# What to do
For the records below, print every one exactly, with nothing dropped.

# Stored data
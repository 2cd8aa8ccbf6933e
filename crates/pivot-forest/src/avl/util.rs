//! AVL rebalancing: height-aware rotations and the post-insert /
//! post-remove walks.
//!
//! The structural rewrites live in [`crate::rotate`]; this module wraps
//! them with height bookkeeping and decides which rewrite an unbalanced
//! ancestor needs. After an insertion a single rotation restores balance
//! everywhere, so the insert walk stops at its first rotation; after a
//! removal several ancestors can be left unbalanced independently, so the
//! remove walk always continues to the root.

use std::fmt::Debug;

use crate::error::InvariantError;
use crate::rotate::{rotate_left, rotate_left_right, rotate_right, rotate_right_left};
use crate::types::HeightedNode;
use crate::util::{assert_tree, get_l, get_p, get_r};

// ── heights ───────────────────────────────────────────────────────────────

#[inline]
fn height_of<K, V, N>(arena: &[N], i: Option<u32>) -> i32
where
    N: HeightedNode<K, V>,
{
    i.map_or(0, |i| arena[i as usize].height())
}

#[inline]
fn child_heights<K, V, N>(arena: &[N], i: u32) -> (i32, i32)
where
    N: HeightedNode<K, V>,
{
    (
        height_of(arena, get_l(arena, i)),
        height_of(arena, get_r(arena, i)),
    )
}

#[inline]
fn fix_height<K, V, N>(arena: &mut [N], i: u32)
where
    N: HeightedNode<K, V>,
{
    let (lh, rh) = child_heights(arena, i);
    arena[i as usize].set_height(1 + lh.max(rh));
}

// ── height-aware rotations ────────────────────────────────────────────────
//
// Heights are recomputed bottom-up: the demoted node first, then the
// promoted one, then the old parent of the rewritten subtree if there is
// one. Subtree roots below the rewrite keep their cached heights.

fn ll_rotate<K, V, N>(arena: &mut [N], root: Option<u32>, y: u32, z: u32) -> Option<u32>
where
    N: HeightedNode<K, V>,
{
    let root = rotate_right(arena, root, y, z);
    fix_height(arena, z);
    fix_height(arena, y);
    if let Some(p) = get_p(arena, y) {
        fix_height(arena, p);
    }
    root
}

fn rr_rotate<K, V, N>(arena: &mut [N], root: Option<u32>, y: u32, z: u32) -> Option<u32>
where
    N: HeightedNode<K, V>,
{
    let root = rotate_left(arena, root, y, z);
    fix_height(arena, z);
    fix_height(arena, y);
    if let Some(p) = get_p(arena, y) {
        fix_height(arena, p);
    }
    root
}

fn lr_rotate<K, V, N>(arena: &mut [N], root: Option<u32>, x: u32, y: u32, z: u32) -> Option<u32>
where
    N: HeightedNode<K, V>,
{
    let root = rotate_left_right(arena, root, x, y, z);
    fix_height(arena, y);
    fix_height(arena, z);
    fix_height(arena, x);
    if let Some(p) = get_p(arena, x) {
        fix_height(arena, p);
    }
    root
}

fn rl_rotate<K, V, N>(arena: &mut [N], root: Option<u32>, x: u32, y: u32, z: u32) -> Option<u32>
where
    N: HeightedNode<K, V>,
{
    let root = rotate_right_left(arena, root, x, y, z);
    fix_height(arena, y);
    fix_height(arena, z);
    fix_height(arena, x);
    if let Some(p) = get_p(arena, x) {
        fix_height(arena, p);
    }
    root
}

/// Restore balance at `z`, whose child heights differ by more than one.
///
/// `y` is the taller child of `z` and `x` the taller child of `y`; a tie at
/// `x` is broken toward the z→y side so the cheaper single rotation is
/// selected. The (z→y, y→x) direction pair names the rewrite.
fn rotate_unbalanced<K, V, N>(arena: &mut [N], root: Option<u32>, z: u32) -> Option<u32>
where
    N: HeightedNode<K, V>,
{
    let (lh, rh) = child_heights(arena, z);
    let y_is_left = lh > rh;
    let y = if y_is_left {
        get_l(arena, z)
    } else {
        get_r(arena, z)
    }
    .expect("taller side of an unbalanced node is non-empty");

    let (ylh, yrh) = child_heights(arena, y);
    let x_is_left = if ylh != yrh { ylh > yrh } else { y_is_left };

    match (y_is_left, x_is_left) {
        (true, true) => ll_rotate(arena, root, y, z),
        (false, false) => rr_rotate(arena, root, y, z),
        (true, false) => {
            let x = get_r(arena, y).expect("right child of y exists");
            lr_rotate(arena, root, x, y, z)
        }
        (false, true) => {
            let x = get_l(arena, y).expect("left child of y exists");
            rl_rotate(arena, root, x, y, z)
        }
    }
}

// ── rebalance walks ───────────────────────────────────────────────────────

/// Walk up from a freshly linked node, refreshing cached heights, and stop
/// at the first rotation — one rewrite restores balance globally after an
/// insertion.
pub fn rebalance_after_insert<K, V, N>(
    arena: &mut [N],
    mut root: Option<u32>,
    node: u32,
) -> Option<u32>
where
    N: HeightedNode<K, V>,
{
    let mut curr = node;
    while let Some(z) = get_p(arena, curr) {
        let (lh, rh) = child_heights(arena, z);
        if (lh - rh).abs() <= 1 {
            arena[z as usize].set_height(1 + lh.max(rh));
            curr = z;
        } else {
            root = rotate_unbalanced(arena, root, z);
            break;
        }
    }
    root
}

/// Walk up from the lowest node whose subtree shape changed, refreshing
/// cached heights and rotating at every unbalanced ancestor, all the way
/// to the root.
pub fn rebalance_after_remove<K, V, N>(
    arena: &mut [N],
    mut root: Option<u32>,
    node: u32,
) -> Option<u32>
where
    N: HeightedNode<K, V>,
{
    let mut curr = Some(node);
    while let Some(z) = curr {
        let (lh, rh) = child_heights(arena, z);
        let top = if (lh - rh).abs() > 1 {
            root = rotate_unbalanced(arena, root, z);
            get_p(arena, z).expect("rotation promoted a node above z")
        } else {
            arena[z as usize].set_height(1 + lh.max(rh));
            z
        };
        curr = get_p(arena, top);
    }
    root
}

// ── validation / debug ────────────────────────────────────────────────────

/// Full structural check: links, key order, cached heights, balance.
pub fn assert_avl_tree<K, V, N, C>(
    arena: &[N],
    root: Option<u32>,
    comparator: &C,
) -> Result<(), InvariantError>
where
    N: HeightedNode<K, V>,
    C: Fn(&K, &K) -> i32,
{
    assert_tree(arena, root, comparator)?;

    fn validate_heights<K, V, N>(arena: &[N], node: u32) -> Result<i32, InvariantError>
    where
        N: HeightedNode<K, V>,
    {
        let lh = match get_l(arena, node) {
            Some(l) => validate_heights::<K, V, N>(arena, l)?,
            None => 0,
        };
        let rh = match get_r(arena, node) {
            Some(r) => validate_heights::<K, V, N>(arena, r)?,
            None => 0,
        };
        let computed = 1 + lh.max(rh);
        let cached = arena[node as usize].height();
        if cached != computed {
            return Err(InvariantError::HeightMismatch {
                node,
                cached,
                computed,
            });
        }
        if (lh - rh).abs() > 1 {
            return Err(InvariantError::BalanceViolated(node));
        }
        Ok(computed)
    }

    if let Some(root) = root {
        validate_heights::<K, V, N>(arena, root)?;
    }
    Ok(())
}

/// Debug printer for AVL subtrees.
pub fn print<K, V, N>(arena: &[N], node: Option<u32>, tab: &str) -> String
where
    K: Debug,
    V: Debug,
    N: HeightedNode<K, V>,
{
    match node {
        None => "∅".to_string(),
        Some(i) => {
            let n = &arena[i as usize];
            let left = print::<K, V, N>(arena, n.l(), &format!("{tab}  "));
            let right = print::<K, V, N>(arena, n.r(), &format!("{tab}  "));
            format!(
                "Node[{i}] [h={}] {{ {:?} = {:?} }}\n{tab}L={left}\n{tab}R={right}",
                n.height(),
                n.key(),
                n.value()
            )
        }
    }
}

# Solution below
repository 2cd8aa8ccbf6933e
filename crates/pivot-forest/src/avl/util.rs
//! AVL rebalancing: height-aware rotations and the post-insert /
//! post-remove walks.
//!
//! The structural rewrites live in [`crate::rotate`]; this module wraps
//! them with height bookkeeping and decides which rewrite an unbalanced
//! ancestor needs. After an insertion a single rotation restores balance
//! everywhere, so the insert walk stops at its first rotation; after a
//! removal several ancestors can be left unbalanced independently, so the
//! remove walk always continues to the root.

use std::fmt::Debug;

use crate::error::InvariantError;
use crate::rotate::{rotate_left, rotate_left_right, rotate_right, rotate_right_left};
use crate::types::HeightedNode;
use crate::util::{assert_tree, get_l, get_p, get_r};

// ── heights ───────────────────────────────────────────────────────────────

#[inline]
fn height_of<K, V, N>(arena: &[N], i: Option<u32>) -> i32
where
    N: HeightedNode<K, V>,
{
    i.map_or(0, |i| arena[i as usize].height())
}

#[inline]
fn child_heights<K, V, N>(arena: &[N], i: u32) -> (i32, i32)
where
    N: HeightedNode<K, V>,
{
    (
        height_of(arena, get_l(arena, i)),
        height_of(arena, get_r(arena, i)),
    )
}

#[inline]
fn fix_height<K, V, N>(arena: &mut [N], i: u32)
where
    N: HeightedNode<K, V>,
{
    let (lh, rh) = child_heights(arena, i);
    arena[i as usize].set_height(1 + lh.max(rh));
}

// ── height-aware rotations ────────────────────────────────────────────────
//
// Heights are recomputed bottom-up: the demoted node first, then the
// promoted one, then the old parent of the rewritten subtree if there is
// one. Subtree roots below the rewrite keep their cached heights.

fn ll_rotate<K, V, N>(arena: &mut [N], root: Option<u32>, y: u32, z: u32) -> Option<u32>
where
    N: HeightedNode<K, V>,
{
    let root = rotate_right(arena, root, y, z);
    fix_height(arena, z);
    fix_height(arena, y);
    if let Some(p) = get_p(arena, y) {
        fix_height(arena, p);
    }
    root
}

fn rr_rotate<K, V, N>(arena: &mut [N], root: Option<u32>, y: u32, z: u32) -> Option<u32>
where
    N: HeightedNode<K, V>,
{
    let root = rotate_left(arena, root, y, z);
    fix_height(arena, z);
    fix_height(arena, y);
    if let Some(p) = get_p(arena, y) {
        fix_height(arena, p);
    }
    root
}

fn lr_rotate<K, V, N>(arena: &mut [N], root: Option<u32>, x: u32, y: u32, z: u32) -> Option<u32>
where
    N: HeightedNode<K, V>,
{
    let root = rotate_left_right(arena, root, x, y, z);
    fix_height(arena, y);
    fix_height(arena, z);
    fix_height(arena, x);
    if let Some(p) = get_p(arena, x) {
        fix_height(arena, p);
    }
    root
}

fn rl_rotate<K, V, N>(arena: &mut [N], root: Option<u32>, x: u32, y: u32, z: u32) -> Option<u32>
where
    N: HeightedNode<K, V>,
{
    let root = rotate_right_left(arena, root, x, y, z);
    fix_height(arena, y);
    fix_height(arena, z);
    fix_height(arena, x);
    if let Some(p) = get_p(arena, x) {
        fix_height(arena, p);
    }
    root
}

/// Restore balance at `z`, whose child heights differ by more than one.
///
/// `y` is the taller child of `z` and `x` the taller child of `y`; a tie at
/// `x` is broken toward the z→y side so the cheaper single rotation is
/// selected. The (z→y, y→x) direction pair names the rewrite.
fn rotate_unbalanced<K, V, N>(arena: &mut [N], root: Option<u32>, z: u32) -> Option<u32>
where
    N: HeightedNode<K, V>,
{
    let (lh, rh) = child_heights(arena, z);
    let y_is_left = lh > rh;
    let y = if y_is_left {
        get_l(arena, z)
    } else {
        get_r(arena, z)
    }
    .expect("taller side of an unbalanced node is non-empty");

    let (ylh, yrh) = child_heights(arena, y);
    let x_is_left = if ylh != yrh { ylh > yrh } else { y_is_left };

    match (y_is_left, x_is_left) {
        (true, true) => ll_rotate(arena, root, y, z),
        (false, false) => rr_rotate(arena, root, y, z),
        (true, false) => {
            let x = get_r(arena, y).expect("right child of y exists");
            lr_rotate(arena, root, x, y, z)
        }
        (false, true) => {
            let x = get_l(arena, y).expect("left child of y exists");
            rl_rotate(arena, root, x, y, z)
        }
    }
}

// ── rebalance walks ───────────────────────────────────────────────────────

/// Walk up from a freshly linked node, refreshing cached heights, and stop
/// at the first rotation — one rewrite restores balance globally after an
/// insertion.
pub fn rebalance_after_insert<K, V, N>(
    arena: &mut [N],
    mut root: Option<u32>,
    node: u32,
) -> Option<u32>
where
    N: HeightedNode<K, V>,
{
    let mut curr = node;
    while let Some(z) = get_p(arena, curr) {
        let (lh, rh) = child_heights(arena, z);
        if (lh - rh).abs() <= 1 {
            arena[z as usize].set_height(1 + lh.max(rh));
            curr = z;
        } else {
            root = rotate_unbalanced(arena, root, z);
            break;
        }
    }
    root
}

/// Walk up from the lowest node whose subtree shape changed, refreshing
/// cached heights and rotating at every unbalanced ancestor, all the way
/// to the root.
pub fn rebalance_after_remove<K, V, N>(
    arena: &mut [N],
    mut root: Option<u32>,
    node: u32,
) -> Option<u32>
where
    N: HeightedNode<K, V>,
{
    let mut curr = Some(node);
    while let Some(z) = curr {
        let (lh, rh) = child_heights(arena, z);
        let top = if (lh - rh).abs() > 1 {
            root = rotate_unbalanced(arena, root, z);
            get_p(arena, z).expect("rotation promoted a node above z")
        } else {
            arena[z as usize].set_height(1 + lh.max(rh));
            z
        };
        curr = get_p(arena, top);
    }
    root
}

// ── validation / debug ────────────────────────────────────────────────────

/// Full structural check: links, key order, cached heights, balance.
pub fn assert_avl_tree<K, V, N, C>(
    arena: &[N],
    root: Option<u32>,
    comparator: &C,
) -> Result<(), InvariantError>
where
    N: HeightedNode<K, V>,
    C: Fn(&K, &K) -> i32,
{
    assert_tree(arena, root, comparator)?;

    fn validate_heights<K, V, N>(arena: &[N], node: u32) -> Result<i32, InvariantError>
    where
        N: HeightedNode<K, V>,
    {
        let lh = match get_l(arena, node) {
            Some(l) => validate_heights::<K, V, N>(arena, l)?,
            None => 0,
        };
        let rh = match get_r(arena, node) {
            Some(r) => validate_heights::<K, V, N>(arena, r)?,
            None => 0,
        };
        let computed = 1 + lh.max(rh);
        let cached = arena[node as usize].height();
        if cached != computed {
            return Err(InvariantError::HeightMismatch {
                node,
                cached,
                computed,
            });
        }
        if (lh - rh).abs() > 1 {
            return Err(InvariantError::BalanceViolated(node));
        }
        Ok(computed)
    }

    if let Some(root) = root {
        validate_heights::<K, V, N>(arena, root)?;
    }
    Ok(())
}

/// Debug printer for AVL subtrees.
pub fn print<K, V, N>(arena: &[N], node: Option<u32>, tab: &str) -> String
where
    K: Debug,
    V: Debug,
    N: HeightedNode<K, V>,
{
    match node {
        None => "∅".to_string(),
        Some(i) => {
            let n = &arena[i as usize];
            let left = print::<K, V, N>(arena, n.l(), &format!("{tab}  "));
            let right = print::<K, V, N>(arena, n.r(), &format!("{tab}  "));
            format!(
                "Node[{i}] [h={}] {{ {:?} = {:?} }}\n{tab}L={left}\n{tab}R={right}",
                n.height(),
                n.key(),
                n.value()
            )
        }
    }
}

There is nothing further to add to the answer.